Most faces can simply be described, but some (like Jean Dominique's) need explaining. When did the lips shrink away, and the light brown skin start clinging to the bones? Maybe it happened during his prison term in the 1950s, when the young Dominique got in trouble for helping Haitian peasants improve their crops. Six months of Papa Doc Duvalier's hospitality might give any man that death's-head look. But then, how did the death's head grow such strong, wide upper teeth? They make Dominique's frequent smiles look like flashes of a guillotine blade, as if his student years in France had taught him the retributive use of wit. France taught him a love of film, too--he founded Haiti's first cinema club, in the early 1960s, and encouraged the development of indigenous film production--which may help account for his actorly exuberance. He comically scrunches his long, sharp nose, to show he's sniffing the winds of change. He lifts his chin and demonstrates a dry, ironic kreyòl hum, then adds, "That 'mm-hmm' has three Macoutes in it."
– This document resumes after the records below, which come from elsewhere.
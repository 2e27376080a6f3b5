use async_trait::async_trait;
use sqlx::{PgPool, Postgres, Transaction};

use super::{AccommodationRepository, AccommodationTypeRepository, AccommodationUnitOfWork};
use crate::core::error::{AppError, Result};
use crate::features::accommodations::models::{
    Accommodation, AccommodationType, NewAccommodation, NewRoom, Room,
};
use crate::shared::visibility::VisibilityStatus;

const ACCOMMODATION_COLUMNS: &str = "id, name, description, telephone, email, address_line1, \
     address_line2, city, province, postal_code, latitude, longitude, check_in_time, \
     check_out_time, parking, smoking, pets, rating, rating_count, status, location_id, \
     vendor_id, accommodation_type_id, created_at, updated_at";

const ROOM_COLUMNS: &str = "id, accommodation_id, name, description, max_occupancy, room_count, \
     price_per_night, status, created_at, updated_at";

// =============================================================================
// Accommodation types
// =============================================================================

pub struct PgAccommodationTypeRepository {
    pool: PgPool,
}

impl PgAccommodationTypeRepository {
    pub fn new(pool: PgPool) -> Self {
        Self { pool }
    }
}

#[async_trait]
impl AccommodationTypeRepository for PgAccommodationTypeRepository {
    async fn exists_by_name(&self, name: &str) -> Result<bool> {
        sqlx::query_scalar::<_, bool>(
            "SELECT EXISTS(SELECT 1 FROM accommodation_types WHERE name = $1)",
        )
        .bind(name)
        .fetch_one(&self.pool)
        .await
        .map_err(|e| {
            tracing::error!("Failed to check accommodation type name: {:?}", e);
            AppError::Database(e)
        })
    }

    async fn insert(&self, name: &str) -> Result<AccommodationType> {
        sqlx::query_as::<_, AccommodationType>(
            r#"
            INSERT INTO accommodation_types (name)
            VALUES ($1)
            RETURNING id, name, created_at, updated_at
            "#,
        )
        .bind(name)
        .fetch_one(&self.pool)
        .await
        .map_err(|e| {
            AppError::from_write(e, "There is an existing accommodation type for given name!")
        })
    }

    async fn find_all(&self) -> Result<Vec<AccommodationType>> {
        sqlx::query_as::<_, AccommodationType>(
            "SELECT id, name, created_at, updated_at FROM accommodation_types ORDER BY name ASC",
        )
        .fetch_all(&self.pool)
        .await
        .map_err(|e| {
            tracing::error!("Failed to fetch accommodation types: {:?}", e);
            AppError::Database(e)
        })
    }
}

// =============================================================================
// Accommodations
// =============================================================================

pub struct PgAccommodationRepository {
    pool: PgPool,
}

impl PgAccommodationRepository {
    pub fn new(pool: PgPool) -> Self {
        Self { pool }
    }
}

#[async_trait]
impl AccommodationRepository for PgAccommodationRepository {
    async fn begin(&self) -> Result<Box<dyn AccommodationUnitOfWork>> {
        let tx = self.pool.begin().await.map_err(|e| {
            tracing::error!("Failed to begin transaction: {:?}", e);
            AppError::Database(e)
        })?;
        Ok(Box::new(PgAccommodationUnitOfWork { tx }))
    }

    async fn find_all(&self) -> Result<Vec<Accommodation>> {
        sqlx::query_as::<_, Accommodation>(&format!(
            "SELECT {} FROM accommodations ORDER BY name ASC",
            ACCOMMODATION_COLUMNS
        ))
        .fetch_all(&self.pool)
        .await
        .map_err(|e| {
            tracing::error!("Failed to fetch accommodations: {:?}", e);
            AppError::Database(e)
        })
    }

    async fn find_by_vendor(&self, vendor_id: i64) -> Result<Vec<Accommodation>> {
        sqlx::query_as::<_, Accommodation>(&format!(
            "SELECT {} FROM accommodations WHERE vendor_id = $1 ORDER BY name ASC",
            ACCOMMODATION_COLUMNS
        ))
        .bind(vendor_id)
        .fetch_all(&self.pool)
        .await
        .map_err(|e| {
            tracing::error!("Failed to fetch accommodations of vendor {}: {:?}", vendor_id, e);
            AppError::Database(e)
        })
    }

    async fn find_for_vendor(&self, id: i64, vendor_id: i64) -> Result<Option<Accommodation>> {
        sqlx::query_as::<_, Accommodation>(&format!(
            "SELECT {} FROM accommodations WHERE id = $1 AND vendor_id = $2",
            ACCOMMODATION_COLUMNS
        ))
        .bind(id)
        .bind(vendor_id)
        .fetch_optional(&self.pool)
        .await
        .map_err(|e| {
            tracing::error!("Failed to fetch accommodation {}: {:?}", id, e);
            AppError::Database(e)
        })
    }

    async fn toggle_status_for_vendor(
        &self,
        id: i64,
        vendor_id: i64,
    ) -> Result<Option<VisibilityStatus>> {
        sqlx::query_scalar::<_, VisibilityStatus>(
            r#"
            UPDATE accommodations
            SET status = CASE status
                WHEN 'VISIBLE' THEN 'NOT_VISIBLE'::visibility_status
                ELSE 'VISIBLE'::visibility_status
            END
            WHERE id = $1 AND vendor_id = $2
            RETURNING status
            "#,
        )
        .bind(id)
        .bind(vendor_id)
        .fetch_optional(&self.pool)
        .await
        .map_err(|e| {
            tracing::error!("Failed to toggle accommodation {} status: {:?}", id, e);
            AppError::Database(e)
        })
    }

    async fn find_picture_ids(&self, accommodation_id: i64) -> Result<Vec<i64>> {
        sqlx::query_scalar::<_, i64>(
            "SELECT id FROM accommodation_pictures WHERE accommodation_id = $1 ORDER BY id ASC",
        )
        .bind(accommodation_id)
        .fetch_all(&self.pool)
        .await
        .map_err(|e| {
            tracing::error!(
                "Failed to fetch pictures of accommodation {}: {:?}",
                accommodation_id,
                e
            );
            AppError::Database(e)
        })
    }

    async fn find_picture(&self, picture_id: i64) -> Result<Option<Vec<u8>>> {
        sqlx::query_scalar::<_, Vec<u8>>("SELECT image FROM accommodation_pictures WHERE id = $1")
            .bind(picture_id)
            .fetch_optional(&self.pool)
            .await
            .map_err(|e| {
                tracing::error!("Failed to fetch accommodation picture {}: {:?}", picture_id, e);
                AppError::Database(e)
            })
    }

    async fn room_exists_by_name(&self, accommodation_id: i64, name: &str) -> Result<bool> {
        sqlx::query_scalar::<_, bool>(
            "SELECT EXISTS(SELECT 1 FROM rooms WHERE accommodation_id = $1 AND name = $2)",
        )
        .bind(accommodation_id)
        .bind(name)
        .fetch_one(&self.pool)
        .await
        .map_err(|e| {
            tracing::error!("Failed to check room name: {:?}", e);
            AppError::Database(e)
        })
    }

    async fn insert_room(&self, room: &NewRoom) -> Result<Room> {
        let sql = format!(
            r#"
            INSERT INTO rooms
                (accommodation_id, name, description, max_occupancy, room_count, price_per_night)
            VALUES ($1, $2, $3, $4, $5, $6)
            RETURNING {}
            "#,
            ROOM_COLUMNS
        );

        sqlx::query_as::<_, Room>(&sql)
            .bind(room.accommodation_id)
            .bind(&room.name)
            .bind(&room.description)
            .bind(room.max_occupancy)
            .bind(room.room_count)
            .bind(room.price_per_night)
            .fetch_one(&self.pool)
            .await
            .map_err(|e| AppError::from_write(e, "There is an existing room for given name!"))
    }

    async fn find_rooms(&self, accommodation_id: i64) -> Result<Vec<Room>> {
        sqlx::query_as::<_, Room>(&format!(
            "SELECT {} FROM rooms WHERE accommodation_id = $1 ORDER BY name ASC",
            ROOM_COLUMNS
        ))
        .bind(accommodation_id)
        .fetch_all(&self.pool)
        .await
        .map_err(|e| {
            tracing::error!(
                "Failed to fetch rooms of accommodation {}: {:?}",
                accommodation_id,
                e
            );
            AppError::Database(e)
        })
    }

    async fn count_rooms(&self, accommodation_id: i64) -> Result<i64> {
        sqlx::query_scalar::<_, i64>("SELECT COUNT(*) FROM rooms WHERE accommodation_id = $1")
            .bind(accommodation_id)
            .fetch_one(&self.pool)
            .await
            .map_err(|e| {
                tracing::error!(
                    "Failed to count rooms of accommodation {}: {:?}",
                    accommodation_id,
                    e
                );
                AppError::Database(e)
            })
    }
}

pub struct PgAccommodationUnitOfWork {
    tx: Transaction<'static, Postgres>,
}

#[async_trait]
impl AccommodationUnitOfWork for PgAccommodationUnitOfWork {
    async fn accommodation_type_exists(&mut self, type_id: i64) -> Result<bool> {
        sqlx::query_scalar::<_, bool>(
            "SELECT EXISTS(SELECT 1 FROM accommodation_types WHERE id = $1)",
        )
        .bind(type_id)
        .fetch_one(&mut *self.tx)
        .await
        .map_err(|e| {
            tracing::error!("Failed to check accommodation type {}: {:?}", type_id, e);
            AppError::Database(e)
        })
    }

    async fn location_exists(&mut self, location_id: i64) -> Result<bool> {
        sqlx::query_scalar::<_, bool>("SELECT EXISTS(SELECT 1 FROM locations WHERE id = $1)")
            .bind(location_id)
            .fetch_one(&mut *self.tx)
            .await
            .map_err(|e| {
                tracing::error!("Failed to check location {}: {:?}", location_id, e);
                AppError::Database(e)
            })
    }

    async fn insert_accommodation(
        &mut self,
        accommodation: &NewAccommodation,
    ) -> Result<Accommodation> {
        let sql = format!(
            r#"
            INSERT INTO accommodations
                (name, description, telephone, email, address_line1, address_line2, city,
                 province, postal_code, latitude, longitude, check_in_time, check_out_time,
                 parking, smoking, pets, location_id, vendor_id, accommodation_type_id)
            VALUES ($1, $2, $3, $4, $5, $6, $7, $8, $9, $10, $11, $12, $13, $14, $15, $16, $17, $18, $19)
            RETURNING {}
            "#,
            ACCOMMODATION_COLUMNS
        );

        sqlx::query_as::<_, Accommodation>(&sql)
            .bind(&accommodation.name)
            .bind(&accommodation.description)
            .bind(&accommodation.telephone)
            .bind(&accommodation.email)
            .bind(&accommodation.address_line1)
            .bind(&accommodation.address_line2)
            .bind(&accommodation.city)
            .bind(&accommodation.province)
            .bind(&accommodation.postal_code)
            .bind(accommodation.latitude)
            .bind(accommodation.longitude)
            .bind(accommodation.check_in_time)
            .bind(accommodation.check_out_time)
            .bind(accommodation.parking)
            .bind(accommodation.smoking)
            .bind(accommodation.pets)
            .bind(accommodation.location_id)
            .bind(accommodation.vendor_id)
            .bind(accommodation.accommodation_type_id)
            .fetch_one(&mut *self.tx)
            .await
            .map_err(|e| {
                tracing::error!("Failed to insert accommodation: {:?}", e);
                AppError::Database(e)
            })
    }

    async fn insert_picture(&mut self, accommodation_id: i64, image: &[u8]) -> Result<i64> {
        sqlx::query_scalar::<_, i64>(
            "INSERT INTO accommodation_pictures (accommodation_id, image) VALUES ($1, $2) RETURNING id",
        )
        .bind(accommodation_id)
        .bind(image)
        .fetch_one(&mut *self.tx)
        .await
        .map_err(|e| {
            tracing::error!("Failed to insert accommodation picture: {:?}", e);
            AppError::Database(e)
        })
    }

    async fn commit(self: Box<Self>) -> Result<()> {
        self.tx.commit().await.map_err(|e| {
            tracing::error!("Failed to commit transaction: {:?}", e);
            AppError::Database(e)
        })
    }
}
For some thirty years, as the owner, director and leading voice of Radio Haiti, Jean Dominique used his theatricality, wit, eloquence and anger to inform and inspire Haiti's poor. "Risky business," as he says more than once, shaking his head, in Jonathan Demme's first-rate documentary The Agronomist. The fallout from those risks (which included two periods in exile) goes a long way toward explaining how Dominique got that fleshless face, and why it holds your eyes like Zurbarán's St. Francis. You understand why he looked cadaverous long before April 3, 2000, when an assassin cut him down.
Demme began interviewing Dominique in New York City in 1993, during his second exile. (Among the ironies that brought out the guillotine smile: The United States both put him to flight and gave him refuge.) Demme went on to conduct interviews in Haiti with Michèle Montas (Dominique's wife and radio partner) and others in their circle, record key events (including, ultimately, the funeral) and assemble footage from many sources and periods, going back to the 1930s. So you can watch The Agronomist as a unified work, which brings together a dozen years of Demme's filmmaking, or, just as well, as one result among several from his long-running engagement with the Haitian people. I prefer the latter view. It fits better with the ongoingness of the film, which seems to come (thanks to Demme's finesse) straight from the spirit of Dominique and Montas themselves.